[Data records]:
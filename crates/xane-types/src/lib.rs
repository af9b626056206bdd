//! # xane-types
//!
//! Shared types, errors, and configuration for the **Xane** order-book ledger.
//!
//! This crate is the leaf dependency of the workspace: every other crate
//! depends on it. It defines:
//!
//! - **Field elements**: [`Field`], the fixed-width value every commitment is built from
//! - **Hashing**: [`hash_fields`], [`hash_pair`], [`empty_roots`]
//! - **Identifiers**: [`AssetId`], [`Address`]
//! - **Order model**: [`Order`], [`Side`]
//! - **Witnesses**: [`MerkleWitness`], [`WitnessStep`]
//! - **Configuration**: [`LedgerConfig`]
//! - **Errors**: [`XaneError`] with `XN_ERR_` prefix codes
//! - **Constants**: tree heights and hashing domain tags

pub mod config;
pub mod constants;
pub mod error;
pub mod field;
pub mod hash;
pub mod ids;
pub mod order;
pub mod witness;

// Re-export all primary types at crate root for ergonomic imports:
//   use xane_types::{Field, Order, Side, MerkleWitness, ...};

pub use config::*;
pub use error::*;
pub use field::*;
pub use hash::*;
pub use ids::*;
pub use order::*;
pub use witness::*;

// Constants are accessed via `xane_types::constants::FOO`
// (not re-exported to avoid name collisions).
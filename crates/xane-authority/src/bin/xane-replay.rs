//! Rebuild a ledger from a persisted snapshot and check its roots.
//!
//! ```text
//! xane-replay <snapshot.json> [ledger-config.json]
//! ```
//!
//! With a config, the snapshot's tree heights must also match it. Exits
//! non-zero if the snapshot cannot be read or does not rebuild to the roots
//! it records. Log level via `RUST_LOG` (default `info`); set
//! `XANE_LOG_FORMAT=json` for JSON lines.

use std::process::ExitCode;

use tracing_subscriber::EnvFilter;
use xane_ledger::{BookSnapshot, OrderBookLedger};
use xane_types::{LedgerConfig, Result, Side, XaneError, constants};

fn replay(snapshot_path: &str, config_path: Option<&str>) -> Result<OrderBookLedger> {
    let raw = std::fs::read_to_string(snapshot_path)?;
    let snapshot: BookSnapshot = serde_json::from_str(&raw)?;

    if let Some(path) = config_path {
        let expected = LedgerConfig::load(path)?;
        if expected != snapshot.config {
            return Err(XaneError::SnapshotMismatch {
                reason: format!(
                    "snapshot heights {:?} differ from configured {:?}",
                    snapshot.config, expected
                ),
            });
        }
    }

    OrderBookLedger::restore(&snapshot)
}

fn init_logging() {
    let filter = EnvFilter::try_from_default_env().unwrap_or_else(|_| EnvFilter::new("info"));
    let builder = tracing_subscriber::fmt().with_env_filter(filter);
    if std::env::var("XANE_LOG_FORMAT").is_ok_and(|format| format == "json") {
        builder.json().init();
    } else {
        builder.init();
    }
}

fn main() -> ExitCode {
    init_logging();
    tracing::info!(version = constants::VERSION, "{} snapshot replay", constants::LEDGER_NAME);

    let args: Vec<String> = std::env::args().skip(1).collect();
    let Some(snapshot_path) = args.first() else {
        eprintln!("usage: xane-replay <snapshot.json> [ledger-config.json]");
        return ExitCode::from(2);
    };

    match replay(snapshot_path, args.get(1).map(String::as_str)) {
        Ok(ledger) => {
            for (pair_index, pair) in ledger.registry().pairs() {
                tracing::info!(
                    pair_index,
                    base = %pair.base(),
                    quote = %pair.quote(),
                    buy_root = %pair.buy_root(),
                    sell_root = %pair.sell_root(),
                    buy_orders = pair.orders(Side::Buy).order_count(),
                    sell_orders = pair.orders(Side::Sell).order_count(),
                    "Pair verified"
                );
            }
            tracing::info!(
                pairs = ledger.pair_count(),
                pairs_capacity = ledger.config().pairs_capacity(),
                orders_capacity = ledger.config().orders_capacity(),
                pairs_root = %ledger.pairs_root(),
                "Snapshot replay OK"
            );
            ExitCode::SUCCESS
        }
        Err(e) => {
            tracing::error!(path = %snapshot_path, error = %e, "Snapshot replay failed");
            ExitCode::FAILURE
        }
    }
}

[How to complete this task]:
In the records above, retype exactly the lines from the one with "for (pair_index, pair)" through the last one.

[Task output]:
            for (pair_index, pair) in ledger.registry().pairs() {
                tracing::info!(
                    pair_index,
                    base = %pair.base(),
                    quote = %pair.quote(),
                    buy_root = %pair.buy_root(),
                    sell_root = %pair.sell_root(),
                    buy_orders = pair.orders(Side::Buy).order_count(),
                    sell_orders = pair.orders(Side::Sell).order_count(),
                    "Pair verified"
                );
            }
            tracing::info!(
                pairs = ledger.pair_count(),
                pairs_capacity = ledger.config().pairs_capacity(),
                orders_capacity = ledger.config().orders_capacity(),
                pairs_root = %ledger.pairs_root(),
                "Snapshot replay OK"
            );
            ExitCode::SUCCESS
        }
        Err(e) => {
            tracing::error!(path = %snapshot_path, error = %e, "Snapshot replay failed");
            ExitCode::FAILURE
        }
    }
}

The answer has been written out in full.